The role of the medical coroner has been, for the time, limited but the role of the coroner in relation to the work of the FFLM remains core. The FFLM awaits with interest and with a belief that it is needed, whether the proposed Medical Examiner system is implemented in England and Wales, in a similar manner to the Medical Reviewer system in Scotland.
The FFLM has worked closely with its parent College, the RCP, and other Colleges, including the Royal College of Psychiatrists, the Royal College of Emergency Medicine, and the Royal College of Paediatrics and Child Health developing and improving understanding and practice where these specialties interface. Other bodies such as the Royal Pharmaceutical Society, the College of Policing, the UK Association of Forensic Nurses and the College of Paramedics are closely involved in many aspects of FFLM work.

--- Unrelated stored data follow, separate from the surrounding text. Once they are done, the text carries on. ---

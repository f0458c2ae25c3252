//! Query-to-vector search pipeline.
//!
//! Turns an incoming search request into a Starpoint query:
//! - CLIP text encoder (FastEmbed, ONNX-based) for query embeddings
//! - Request validation and filter normalisation
//! - Delegation to a per-request vector store session
//!
//! # Architecture
//!
//! ```text
//! ┌─────────────────┐     ┌────────────────┐
//! │  SearchRequest  │────▶│ SearchHandler  │
//! │  (JSON body)    │     │  (validation)  │
//! └─────────────────┘     └───────┬────────┘
//!                                 │ query_to_embed?
//!                                 ▼
//!                         ┌──────────────┐
//!                         │ QueryEncoder │
//!                         │  [f32; 512]  │
//!                         └──────┬───────┘
//!                                │
//!                                ▼
//!                       ┌────────────────┐
//!                       │  QueryPayload  │
//!                       │ (sql, vector)  │
//!                       └───────┬────────┘
//!                               │
//!                               ▼
//!                       ┌────────────────┐
//!                       │   Starpoint    │
//!                       │  (verbatim)    │
//!                       └────────────────┘
//! ```

mod device;
mod embedding;
mod encoder;
mod handler;

pub use device::{ComputeDevice, DevicePreference};
pub use embedding::{l2_normalize, EmbeddingVector, EncoderDescriptor, QueryEncoder};
pub use encoder::{EncoderModel, FastEmbedEncoder};
pub use handler::{SearchHandler, SearchRequest, ValidatedSearch};

/// Default embedding model (CLIP ViT-B/32 text branch - 512 dimensions)
pub const DEFAULT_MODEL: &str = "clip-ViT-B-32";

/// Embedding dimension for the default model
pub const EMBEDDING_DIM: usize = 512;

/// Tolerance used when checking that a vector has unit norm
pub const NORM_TOLERANCE: f32 = 1e-5;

The FFLM has developed a robust raft of examinations of equivalent stature to those of Royal Colleges in other specialties. The examinations embrace forensic and legal medicine, clinical and forensic aspects of sexual assault as well as human identification. Standards and examinations are being explored in other aspects of the work of FFLM members, including torture and forensic photography.
Arguably one of the most important tasks at the moment is that the FFLM is in the process, with the approval of the Department of Health, of applying for specialist recognition for forensic and legal medicine.
For many of us progress has been slower than we would have liked, but it is now clear that the FFLM is seen as the appropriate body from which guidance, advice and support on all matters of forensic and legal medicine should be sought.
In these challenging times the FFLM continues to be the central focus for raising standards in forensic and legal medicine and protecting vulnerable people who come into contact with the justice systems, in any setting.
We thank all our members, our professional colleagues, our Senior Officers and our Managers, past and present, for what has been achieved in the last decade.
We look forward to the next ten years.